*AIM OF THE TASK*
Give back exactly the first lines of the entries below, through the line with "use assert2::check;".
(MATERIALS PROVIDED begins)
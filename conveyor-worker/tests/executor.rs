// Copyright 2024 Golem Cloud
//
// Licensed under the Apache License, Version 2.0 (the "License");
// you may not use this file except in compliance with the License.
// You may obtain a copy of the License at
//
//     http://www.apache.org/licenses/LICENSE-2.0
//
// Unless required by applicable law or agreed to in writing, software
// distributed under the License is distributed on an "AS IS" BASIS,
// WITHOUT WARRANTIES OR CONDITIONS OF ANY KIND, either express or implied.
// See the License for the specific language governing permissions and
// limitations under the License.

use std::future::pending;
use std::sync::Arc;
use std::time::Duration;

use assert2::check;
use async_trait::async_trait;

use conveyor_worker::executor::{
    execute_task, ExecuteError, TaskContext, TaskHandler, TaskOutcome, TaskRegistry,
};
use conveyor_worker::model::{NewTask, TaskId, TaskState};
use conveyor_worker::store::memory::InMemoryTaskStore;
use conveyor_worker::store::TaskStore;

struct HangingHandler;

#[async_trait]
impl TaskHandler for HangingHandler {
    async fn run(&self, _ctx: TaskContext<'_>) -> anyhow::Result<()> {
        tokio::time::sleep(Duration::from_secs(60)).await;
        Ok(())
    }
}

fn registry() -> TaskRegistry {
    let mut registry = TaskRegistry::with_builtin_handlers();
    registry.register("hang", Arc::new(HangingHandler));
    registry
}

#[tokio::test]
#[tracing::instrument]
async fn completed_task_reaches_a_final_state() {
    let store = InMemoryTaskStore::new();
    let working_dir = tempfile::tempdir().unwrap();
    let task = store.insert_task(NewTask::named("noop")).await.unwrap();

    let outcome = execute_task(&store, &registry(), &task.id, working_dir.path(), pending())
        .await
        .unwrap();

    check!(outcome == TaskOutcome::Completed);
    let task = store.task(&task.id).await.unwrap().unwrap();
    check!(task.state == TaskState::Completed);
    check!(task.started_at.is_some());
    check!(task.finished_at.is_some());
}

#[tokio::test]
#[tracing::instrument]
async fn handler_errors_are_recorded_on_the_task_row() {
    let store = InMemoryTaskStore::new();
    let working_dir = tempfile::tempdir().unwrap();
    let task = store.insert_task(NewTask::named("fail")).await.unwrap();

    let outcome = execute_task(&store, &registry(), &task.id, working_dir.path(), pending())
        .await
        .unwrap();

    check!(outcome == TaskOutcome::HandlerFailed);
    let task = store.task(&task.id).await.unwrap().unwrap();
    check!(task.state == TaskState::Failed);
    check!(task.error.as_deref().unwrap_or("").contains("intentional failure"));
}

#[tokio::test]
#[tracing::instrument]
async fn unregistered_task_names_fail_the_task() {
    let store = InMemoryTaskStore::new();
    let working_dir = tempfile::tempdir().unwrap();
    let task = store
        .insert_task(NewTask::named("no-such-task"))
        .await
        .unwrap();

    let outcome = execute_task(&store, &registry(), &task.id, working_dir.path(), pending())
        .await
        .unwrap();

    check!(outcome == TaskOutcome::HandlerFailed);
    let task = store.task(&task.id).await.unwrap().unwrap();
    check!(task.state == TaskState::Failed);
    check!(task.error.as_deref().unwrap_or("").contains("No handler registered"));
}

#[tokio::test]
#[tracing::instrument]
async fn missing_task_rows_are_an_execution_error() {
    let store = InMemoryTaskStore::new();
    let working_dir = tempfile::tempdir().unwrap();

    let result = execute_task(
        &store,
        &registry(),
        &TaskId::new(),
        working_dir.path(),
        pending(),
    )
    .await;

    check!(matches!(result, Err(ExecuteError::TaskNotFound(_))));
}

#[tokio::test]
#[tracing::instrument]
async fn abort_hint_fails_the_running_task() {
    let store = InMemoryTaskStore::new();
    let working_dir = tempfile::tempdir().unwrap();
    let task = store.insert_task(NewTask::named("hang")).await.unwrap();

    let abort = async {
        tokio::time::sleep(Duration::from_millis(50)).await;
    };
    let outcome = execute_task(&store, &registry(), &task.id, working_dir.path(), abort)
        .await
        .unwrap();

    check!(outcome == TaskOutcome::Aborted);
    let task = store.task(&task.id).await.unwrap().unwrap();
    check!(task.state == TaskState::Failed);
    check!(task.error.as_deref().unwrap_or("").contains("aborted"));
}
(MATERIALS PROVIDED ends)
*SOLUTION FOR THIS TASK*
filename conveyor-worker/tests/executor.rs
// Copyright 2024 Golem Cloud
//
// Licensed under the Apache License, Version 2.0 (the "License");
// you may not use this file except in compliance with the License.
// You may obtain a copy of the License at
//
//     http://www.apache.org/licenses/LICENSE-2.0
//
// Unless required by applicable law or agreed to in writing, software
// distributed under the License is distributed on an "AS IS" BASIS,
// WITHOUT WARRANTIES OR CONDITIONS OF ANY KIND, either express or implied.
// See the License for the specific language governing permissions and
// limitations under the License.

use std::future::pending;
use std::sync::Arc;
use std::time::Duration;

use assert2::check;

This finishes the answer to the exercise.